2. That a religion which owes its origin to authority, must needs be ineffectual to any truly good and valuable purposes. It can never be acceptable to God: for it arises not out of any reverence for him, but out of a servile dread, or at best an undue affection for a fellow-creature; and of consequence the main end it proposes, is to flatter the pride of men, and thereby to gain their favour and esteem. So that, like rivers which empty themselves again into the sea whence they came, it returns back in every expression of it to this corrupt fountain, and is wholly absorbed and lost there. Surely then that which neither comes from God, nor hath any just regard to him, can have no ground to expect his approbation. Nay it is as useless to ourselves, as it is unacceptable to God. That can never make men wise,

which exists in profession only, and not in the understanding: nor can a superstructure, which hath no foundation in conviction and evidence, be ever supposed to rise by the aid of true wisdom, or thence receive any accession of strength or ornament to it. The heart is likewise very little benefited by it; for the powers of such a faith are too feeble to master the inordinate desires and affections of the soul, and absolutely insufficient to afford any real pleasure and satisfaction to it. And the least reflection must convince every considerate man, that he who assumes the character of a Christian upon these principles, is not likely to maintain it any longer than custom, prejudice, and interest are favourable to his profession. With truth therefore may such persons say to their boasted religion, as the Jews once profanely said to God, 'It is vain to serve thee, and what profit is it to keep thy ways a? But the most important consideration of all is,

3. That this kind of faith is exceeding hurtful and dangerous. If indeed neutrality or indifference in matters of religion were the only ill effect of it, it were more to be lamented than dreaded. But it is far otherwise. Sad experience has in many instances proved it to be a principle as operative as the faith of the real Christian; with this material difference, that while the fruits of the one are grateful and salutary, those of the other are most hurtful and poisonous. Nay it is oftentimes of wild and luxuriant growth; like noxious plants which usually spread faster and wider, than those which are innocent and useful. Ignorance, obstinacy, pride, and malevolence are the genuine and hasty product of it: and that not only when the things received and professed are essentially false and erroneous, but even when they are most true and scriptural,

Here I might shew you this wretched credulity, in all its sad and dangerous process on the heart. Springing originally from ignorance, you easily see how it tends to increase and promote it, by precluding all occasion for a diligent inquiry into the word of God, and a severe examination of the heart. For he who holds his religious principles, not upon the sense and feeling of his own breast, but purely upon the authority

a Mal. iii. 14.

of others, considers himself as excused, by their wisdom, learning and integrity, of all the painful anxiety of consideration. It is not his business to think and judge; but barely to pronounce. Thus every avenue to conviction is close shut and guarded; and the consequence is the most confirmed obstinacy and self-conceit. And how easy the transition is from hence to pride and insolence, the least reflection will shew. For being fully satisfied that he is right, he begins insensibly to frame the like venerable idea of himself, as of those from whom he has derived his faith. This puffs up his foolish heart with intolerable vanity: whence of necessity proceeds impatience of contradiction; which violently impels him to the gratification of the still more fierce and diabolical passions of cruelty and revenge. And thus a religion, taken up purely upon the testimony of others, and out of an undue regard to their authority, almost necessarily makes men worse than they are by nature. It enables them securely to indulge the lusts of their hearts, under the specious pretence of exalted piety; and so does infinite dishonour to the cause of real truth, and in the end brings the heaviest weight of vengeance on their own guilty heads.

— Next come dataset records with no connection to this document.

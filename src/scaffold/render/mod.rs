//! Source renderers for generated modules.
//!
//! A [`Renderer`] turns the language-neutral [`Module`] and [`TestSkeleton`]
//! into source text for one target language.

pub mod javascript;
pub mod rust;

use clap::ValueEnum;
use serde::{Deserialize, Serialize};
use std::fmt;

use super::ir::{Module, TestSkeleton};

pub use javascript::JavaScriptRenderer;
pub use rust::RustRenderer;

/// Formats generated modules for one target language.
pub trait Renderer {
    /// The language this renderer targets.
    fn language(&self) -> Language;

    /// Render a mocks or assertions module.
    fn render_module(&self, module: &Module) -> String;

    /// Render a test skeleton.
    fn render_test(&self, skeleton: &TestSkeleton) -> String;

    /// File extension without the dot.
    fn extension(&self) -> &'static str {
        self.language().extension()
    }
}

/// Target language of generated files.
#[derive(
    Debug, Clone, Copy, Default, PartialEq, Eq, Hash, Serialize, Deserialize, ValueEnum,
)]
#[serde(rename_all = "lowercase")]
pub enum Language {
    #[default]
    Rust,

    #[serde(alias = "js")]
    #[value(name = "javascript", alias = "js")]
    JavaScript,
}

impl Language {
    /// File extension without the dot.
    pub fn extension(self) -> &'static str {
        match self {
            Language::Rust => "rs",
            Language::JavaScript => "js",
        }
    }

    /// The renderer for this language.
    pub fn renderer(self) -> Box<dyn Renderer> {
        match self {
            Language::Rust => Box::new(RustRenderer),
            Language::JavaScript => Box::new(JavaScriptRenderer),
        }
    }
}

impl fmt::Display for Language {
    fn fmt(&self, f: &mut fmt::Formatter<'_>) -> fmt::Result {
        match self {
            Language::Rust => write!(f, "rust"),
            Language::JavaScript => write!(f, "javascript"),
        }
    }
}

The proper use of authority, and the mischiefs resulting from an abuse of it, having been thus briefly considered, we

come now,

SECONDLY, To an examination of the other, and indeed the only sufficient test of religion: and that is experience.

By experience is meant the bringing a thing to the trial, in order to ascertain the true nature and true value of it. So the goldsmith tries his metals; to know their quality, whether they have any alloy or base mixture in them; and to know their weight, whether they rise to the right and current standard. To this the words of the apostle allude, where he speaks of the trial of our faith being much more precious than of gold which perisheth a. Experience therefore, when applied to the common affairs of life, signifies a clear, full and sensible demonstration of what we had before only a general, abstracted and confused idea. In like manner when applied to religion,

a 1 Pet. i. 7. Saximov, exploratio.

it intends the being rightly instructed in the knowledge of divine things, and the feeling their natural and genuine influence on our hearts and lives. In the former view of it, it respects more immediately the judgment: and so it stands directly opposed to the taking things upon trust, or merely on the credit of those around us. The Samaritans believed not for the saying of the woman; but went themselves and heard Jesus, and so became satisfied that he was the Christ. And without doubt it is the indispensable duty of every one, who would be honest and happy in his profession, to do as these primitive Christians did, and to make diligent inquiry into the things of God. Search the Scriptures, says our Saviour to the Jews a: and it is mentioned to the honour of the Bereans, that as they received the word with all readiness of mind, so they searched the Scriptures daily, whether the things which the apostles preached were as they reported b. And the meaɛures by which the word of God directs us to pursue our inquiries, are founded in the truest reason; while they check that pride and forwardness, which are too apt to challenge a kind of evidence, which the nature of some truths will not admit of. But we are here considering experience, not so much in reference to the understanding and judgment, as to the temper of the heart and the conduct of the life. It will be necessary therefore,

I. To inquire how it operates in this view of it, so as to furnish a rational and satisfactory proof, in concurrence with Scripture, of the main truths of religion;

II. To shew wherein the faith which arises out of this sort of evidence, differs from that which is built alone on human authority; and,

III. To point out the several ways, in which this evidence may be abused or perverted.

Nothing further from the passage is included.